Suffolk

Ipswich Residents Invited to Shape City of Culture Bid

By

Karen McGinn
19 June 2026, 9:39 am

Residents can directly shape what lasting legacy a UK City of Culture title could bring to Ipswich at a free public event hosted by the University of Suffolk on 7 July 2026. Titled ‘Beyond the bid: What lasting change should City of Culture bring to Ipswich?’, the evening opens its doors at the Waterfront Building on Neptune Marina from 5.30pm, with the discussion starting at 6pm.

Vice-Chancellor Professor Jenny Higham will chair the event, with Ipswich 2029 Bid Director Amy Vaughan introducing the panel. Kath Cockshaw, who leads on Ipswich Culture and Heritage Strategy, Marcus Harris-Noble of Arts Council England, and Dr Amanda Hodgkinson, Director of the Suffolk Centre for Culture and Heritage, will field questions and ideas from the floor.

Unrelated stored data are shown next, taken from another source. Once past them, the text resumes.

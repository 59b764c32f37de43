//! Error types that can be emitted from this library

use miette::Diagnostic;
use thiserror::Error;
use unity_serialized::stream::Underrun;

/// Error type for library
#[derive(Error, Diagnostic, Debug)]
pub enum Error {
    /// Transparent warpper for [`std::io::Error`]
    #[error(transparent)]
    IOError(#[from] std::io::Error),

    /// Transparent warpper for [`binrw::Error`]
    #[error(transparent)]
    BinRWError(#[from] binrw::Error),

    /// Transparent warpper for [`unity_bundle::error::Error`], raised by the decompressors
    #[error(transparent)]
    BundleError(#[from] unity_bundle::error::Error),

    /// the data is not a TPK resource
    #[error("not a TPK resource: {0}")]
    UnrecognizedFormat(String),

    /// the resource format revision is not supported
    #[error("unsupported TPK format version {0}")]
    UnsupportedVersion(u8),

    /// the payload compression is unknown
    #[error("unsupported TPK compression {0}")]
    UnsupportedCompression(u8),

    /// the payload holds something other than type tree information
    #[error("unsupported TPK data type {0}")]
    UnsupportedDataType(u8),

    /// a table, count or reference is inconsistent
    #[error("corrupt TPK data: {0}")]
    CorruptStructure(String),

    /// the class has no entry at or before the version
    #[error("no schema for class {class_id} at version {version}")]
    #[diagnostic(help("the dictionary may predate the engine version, or the class was removed"))]
    UnknownClassForVersion {
        /// Class id looked up
        class_id: i32,
        /// Engine version looked up
        version: String,
    },

    /// a process wide dictionary was installed before
    #[error("a global schema dictionary is already installed")]
    AlreadyInstalled,
}

impl From<Underrun> for Error {
    fn from(value: Underrun) -> Self {
        Error::CorruptStructure(value.to_string())
    }
}

impl From<Error> for unity_serialized::error::Error {
    fn from(value: Error) -> Self {
        match value {
            Error::UnknownClassForVersion { class_id, version } => {
                unity_serialized::error::Error::UnknownClassForVersion { class_id, version }
            }
            other => unity_serialized::error::Error::CorruptStructure(other.to_string()),
        }
    }
}

/// Generic result type with crate's Error as its error variant
pub type Result<T> = core::result::Result<T, Error>;
//! Decoding the objects of a serialized file

use std::ops::Deref;
use std::sync::Arc;
use tracing::{debug, instrument, warn};
use unity_version::EngineVersion;

use crate::codec::{read_value, write_value};
use crate::error::{Error, Result};
use crate::read::SerializedFile;
use crate::stream::{EndianReader, EndianWriter};
use crate::typetree::TypeTreeNode;
use crate::types::ObjectInfo;
use crate::value::Value;

/// Supplies schemas for files that do not embed their TypeTrees
pub trait SchemaSource {
    /// The schema of a class as of an engine version
    fn schema(&self, class_id: i32, version: &EngineVersion) -> Result<Arc<TypeTreeNode>>;
}

/// How decode failures affect later objects
#[derive(Debug, Copy, Clone, Default, PartialEq, Eq)]
pub enum DecodePolicy {
    /// Surface every error
    #[default]
    Strict,
    /// After the first underrun, hand out raw bytes for every later object
    DisableOnUnderrun,
}

/// Result of decoding one object
#[derive(Debug, Clone, PartialEq)]
pub enum DecodedObject {
    /// The object decoded against its schema
    Value(Value),
    /// The object bytes, once decoding has been disabled
    Raw(Vec<u8>),
}

impl DecodedObject {
    /// The decoded value, if decoding ran
    pub fn value(&self) -> Option<&Value> {
        match self {
            DecodedObject::Value(value) => Some(value),
            DecodedObject::Raw(_) => None,
        }
    }
}

enum Schema<'a> {
    Embedded(&'a TypeTreeNode),
    Shared(Arc<TypeTreeNode>),
}

impl Deref for Schema<'_> {
    type Target = TypeTreeNode;

    fn deref(&self) -> &TypeTreeNode {
        match self {
            Schema::Embedded(node) => node,
            Schema::Shared(node) => node,
        }
    }
}

/// Decodes the objects of one file
pub struct ObjectDecoder<'a> {
    file: &'a SerializedFile,
    source: Option<&'a dyn SchemaSource>,
    policy: DecodePolicy,
    disabled: bool,
}

impl<'a> ObjectDecoder<'a> {
    /// Decoder using only the TypeTrees embedded in the file
    pub fn new(file: &'a SerializedFile) -> Self {
        Self {
            file,
            source: None,
            policy: DecodePolicy::default(),
            disabled: false,
        }
    }

    /// Fall back to a schema source for types without an embedded TypeTree
    pub fn with_source(mut self, source: &'a dyn SchemaSource) -> Self {
        self.source = Some(source);
        self
    }

    /// Choose how failures affect later objects
    pub fn with_policy(mut self, policy: DecodePolicy) -> Self {
        self.policy = policy;
        self
    }

    /// Whether a previous underrun turned decoding off
    pub fn is_disabled(&self) -> bool {
        self.disabled
    }

    fn schema(&self, info: &ObjectInfo) -> Result<Schema<'a>> {
        let file: &'a SerializedFile = self.file;
        let embedded = file
            .object_type(info)
            .and_then(|ty| ty.type_tree.as_ref())
            .map(|tree| &tree.root);
        if let Some(root) = embedded {
            return Ok(Schema::Embedded(root));
        }

        match self.source {
            Some(source) => Ok(Schema::Shared(
                source.schema(info.class_id, &file.engine_version())?,
            )),
            None => Err(Error::MissingSchema(info.class_id)),
        }
    }

    /// Decode the object described by `info`
    #[instrument(skip_all, fields(path_id = info.path_id, class_id = info.class_id), err)]
    pub fn decode(&mut self, info: &ObjectInfo) -> Result<DecodedObject> {
        let data = self.file.object_data(info)?;
        if self.disabled {
            return Ok(DecodedObject::Raw(data.to_vec()));
        }

        let schema = self.schema(info)?;
        let mut reader = EndianReader::new(data, self.file.endian());
        match read_value(&schema, &mut reader) {
            Ok(value) => {
                if reader.remaining() != 0 {
                    debug!(unread = reader.remaining(), "object has trailing bytes");
                }
                Ok(DecodedObject::Value(value))
            }
            Err(e @ Error::DecodeUnderrun { .. }) if self.policy == DecodePolicy::DisableOnUnderrun => {
                warn!(error = %e, "schema does not match the data, returning raw bytes from now on");
                self.disabled = true;
                Err(e)
            }
            Err(e) => Err(e),
        }
    }

    /// Decode an object by path id
    pub fn decode_path_id(&mut self, path_id: i64) -> Result<DecodedObject> {
        let file = self.file;
        let info = file.object(path_id).ok_or_else(|| Error::DanglingReference {
            file: file.name().to_owned(),
            path_id,
        })?;
        self.decode(info)
    }

    /// Encode a value with the schema of the object described by `info`
    #[instrument(skip_all, fields(path_id = info.path_id, class_id = info.class_id), err)]
    pub fn encode(&self, info: &ObjectInfo, value: &Value) -> Result<Vec<u8>> {
        let schema = self.schema(info)?;
        let mut writer = EndianWriter::new(self.file.endian());
        write_value(value, &schema, &mut writer)?;
        Ok(writer.into_inner())
    }
}
/// Identify a bundle signature at the start of the data
pub fn detect_signature(bytes: &[u8]) -> Option<Signature> {
    let end = bytes.iter().take(16).position(|b| *b == 0)?;
    Signature::from_bytes(&bytes[..end])
}

type Layout = (ArchiveFlags, Vec<BlockInfo>, Vec<ArchiveEntry>, Vec<u8>);

fn read_blocks(
    reader: &mut Cursor<&[u8]>,
    signature: Signature,
    header: &BundleHeader,
    engine: &EngineVersion,
    decompressor: &dyn Decompressor,
) -> Result<Layout> {
    let bytes: &[u8] = *reader.get_ref();
    let fs = FsHeader::read(reader).map_err(corrupt)?;
    if signature != Signature::UnityFS {
        reader.seek(SeekFrom::Current(1))?;
    }
    if header.format_version >= 7 {
        let position = align(reader.position(), 16);
        reader.set_position(position);
    }

    let flags = ArchiveFlags(fs.flags);
    if flags.is_encrypted(engine) {
        return Err(Error::UnsupportedCompression("encrypted bundle".into()));
    }
    let directory_method = flags.compression()?;

    let directory_size = fs.directory_compressed as usize;
    let directory_bytes = if flags.directory_at_end() {
        let start = bytes.len().checked_sub(directory_size).ok_or_else(|| {
            Error::CorruptStructure(format!(
                "directory of {directory_size} bytes does not fit in {} bytes",
                bytes.len()
            ))
        })?;
        &bytes[start..]
    } else {
        let start = reader.position() as usize;
        let directory = bytes.get(start..start + directory_size).ok_or_else(|| {
            Error::CorruptStructure(format!(
                "directory of {directory_size} bytes at {start} exceeds {} bytes",
                bytes.len()
            ))
        })?;
        reader.set_position((start + directory_size) as u64);
        directory
    };

    debug!(
        method = ?directory_method,
        compressed = fs.directory_compressed,
        uncompressed = fs.directory_uncompressed,
        at_end = flags.directory_at_end(),
        "reading directory"
    );
    let directory = decompress_block(
        decompressor,
        directory_method,
        directory_bytes,
        fs.directory_uncompressed as usize,
    )?;
    let (blocks, nodes) = read_directory(&directory)?;

    if flags.needs_block_padding(engine) {
        let position = align(reader.position(), 16);
        reader.set_position(position);
    }

    let total = blocks
        .iter()
        .try_fold(0usize, |acc, block| acc.checked_add(block.uncompressed_size as usize))
        .ok_or_else(|| Error::CorruptStructure("block sizes overflow".into()))?;
    let mut data = Vec::with_capacity(total.min(bytes.len().saturating_mul(4)));

    let mut position = reader.position() as usize;
    for (index, block) in blocks.iter().enumerate() {
        let size = block.compressed_size as usize;
        let stored = bytes.get(position..position + size).ok_or_else(|| {
            Error::CorruptStructure(format!(
                "block {index} of {size} bytes at {position} exceeds {} bytes",
                bytes.len()
            ))
        })?;
        let method = block.compression()?;
        trace!(index, ?method, compressed = size, uncompressed = block.uncompressed_size, "block");
        data.extend(decompress_block(
            decompressor,
            method,
            stored,
            block.uncompressed_size as usize,
        )?);
        position += size;
    }

    let entries = nodes
        .into_iter()
        .map(|node| {
            let offset = u64::try_from(node.offset).map_err(corrupt)?;
            let size = u64::try_from(node.size).map_err(corrupt)?;
            Ok(ArchiveEntry::new(node.path.0, offset, size, node.flags))
        })
        .collect::<Result<Vec<_>>>()?;

    Ok((flags, blocks, entries, data))
}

Free places must be booked in advance through the University website.

The event comes four months after the Department for Culture, Media and Sport placed Ipswich on the nine-strong longlist for UK City of Culture 2029, alongside Blackpool, Inverness-Highland, Middlesbrough, Milton Keynes, Portsmouth, Sheffield, Swindon and Wrexham. Each longlisted location received £60,000 to develop its full application, with the winner set to receive £10 million to stage a year of cultural activity. Professor Higham described the bid as ‘a once in a generation opportunity to drive creative and economic growth’.

Previous winners have shown the scale of change a City of Culture year can bring. Bradford’s 2025 programme delivered 5,000 events, drew three million attendees and involved more than 650 local artists, with capital investment reaching over 30 cultural organisations in the city. Amy Vaughan said the Ipswich bid had already ‘started an important conversation about culture, heritage and the opportunities they create’, and stressed that turning that energy into lasting change ‘has to be led by the people who live and work here’.